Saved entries

Start of Block

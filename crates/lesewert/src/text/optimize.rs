//! Keyword weaving for SEO-oriented rewriting.
//!
//! Rewrites input text so selected keywords appear early in sentences.
//! Keywords are assigned to sentence bodies in order; a body that already
//! mentions its keyword (case-insensitive) is left untouched. When no body
//! needed changing, the keywords are appended as a closing paragraph instead,
//! so every keyword is guaranteed to appear in the output.
//!
//! Reassembly joins segments with no separator, preserving the original
//! inter-sentence spacing for untouched bodies. A rewritten body is trimmed
//! before the keyword clause is prefixed, so its original leading whitespace
//! is dropped.

use crate::text::segment::split_with_terminators;

/// Rewrite text to include the given keywords.
///
/// For each keyword, up to `floor(segments/2)` sentence bodies are candidates
/// (keyword *i* maps to body *i*). An empty keyword list returns the text
/// unchanged.
///
/// ```
/// use lesewert::text::optimize::weave_keywords;
///
/// let keywords = vec!["growth".to_string()];
/// let out = weave_keywords("Plants need light. Water helps too.", &keywords);
/// assert_eq!(out, "Growth is essential. Plants need light. Water helps too.");
/// ```
pub fn weave_keywords(text: &str, keywords: &[String]) -> String {
    if keywords.is_empty() {
        return text.to_string();
    }

    let mut segments = split_with_terminators(text);
    let candidate_count = segments.len() / 2;
    let mut modified = false;

    for (i, keyword) in keywords.iter().take(candidate_count).enumerate() {
        let body_index = i * 2;
        let body = segments[body_index].trim().to_string();
        if body.is_empty() {
            continue;
        }

        if !body.to_lowercase().contains(&keyword.to_lowercase()) {
            segments[body_index] = format!("{} is essential. {}", capitalize(keyword), body);
            modified = true;
        }
    }

    if modified {
        segments.concat()
    } else {
        let closing: Vec<String> = keywords
            .iter()
            .map(|keyword| format!("{} plays a crucial role.", capitalize(keyword)))
            .collect();
        format!("{}\n\n{}", text, closing.join(" "))
    }
}

/// Uppercase the first character, leaving the rest unchanged.
pub(crate) fn capitalize(word: &str) -> String {
    let mut chars = word.chars();
    match chars.next() {
        Some(first) => first.to_uppercase().collect::<String>() + chars.as_str(),
        None => String::new(),
    }
}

End of Block

◆ **Work instructions**
Please copy out every line shown above, exactly.

◆ **Output for this task**
filename crates/lesewert/src/text/optimize.rs
//! Keyword weaving for SEO-oriented rewriting.
//!
//! Rewrites input text so selected keywords appear early in sentences.
//! Keywords are assigned to sentence bodies in order; a body that already
//! mentions its keyword (case-insensitive) is left untouched. When no body
//! needed changing, the keywords are appended as a closing paragraph instead,
//! so every keyword is guaranteed to appear in the output.
//!
//! Reassembly joins segments with no separator, preserving the original
//! inter-sentence spacing for untouched bodies. A rewritten body is trimmed
//! before the keyword clause is prefixed, so its original leading whitespace
//! is dropped.

use crate::text::segment::split_with_terminators;

/// Rewrite text to include the given keywords.
///
/// For each keyword, up to `floor(segments/2)` sentence bodies are candidates
/// (keyword *i* maps to body *i*). An empty keyword list returns the text
/// unchanged.
///
/// ```
/// use lesewert::text::optimize::weave_keywords;
///
/// let keywords = vec!["growth".to_string()];
/// let out = weave_keywords("Plants need light. Water helps too.", &keywords);
/// assert_eq!(out, "Growth is essential. Plants need light. Water helps too.");
/// ```
pub fn weave_keywords(text: &str, keywords: &[String]) -> String {
    if keywords.is_empty() {
        return text.to_string();
    }

    let mut segments = split_with_terminators(text);
    let candidate_count = segments.len() / 2;
    let mut modified = false;

    for (i, keyword) in keywords.iter().take(candidate_count).enumerate() {
        let body_index = i * 2;
        let body = segments[body_index].trim().to_string();
        if body.is_empty() {
            continue;
        }

        if !body.to_lowercase().contains(&keyword.to_lowercase()) {
            segments[body_index] = format!("{} is essential. {}", capitalize(keyword), body);
            modified = true;
        }
    }

    if modified {
        segments.concat()
    } else {
        let closing: Vec<String> = keywords
            .iter()
            .map(|keyword| format!("{} plays a crucial role.", capitalize(keyword)))
            .collect();
        format!("{}\n\n{}", text, closing.join(" "))
    }
}

/// Uppercase the first character, leaving the rest unchanged.
pub(crate) fn capitalize(word: &str) -> String {
    let mut chars = word.chars();
    match chars.next() {
        Some(first) => first.to_uppercase().collect::<String>() + chars.as_str(),
        None => String::new(),
    }
}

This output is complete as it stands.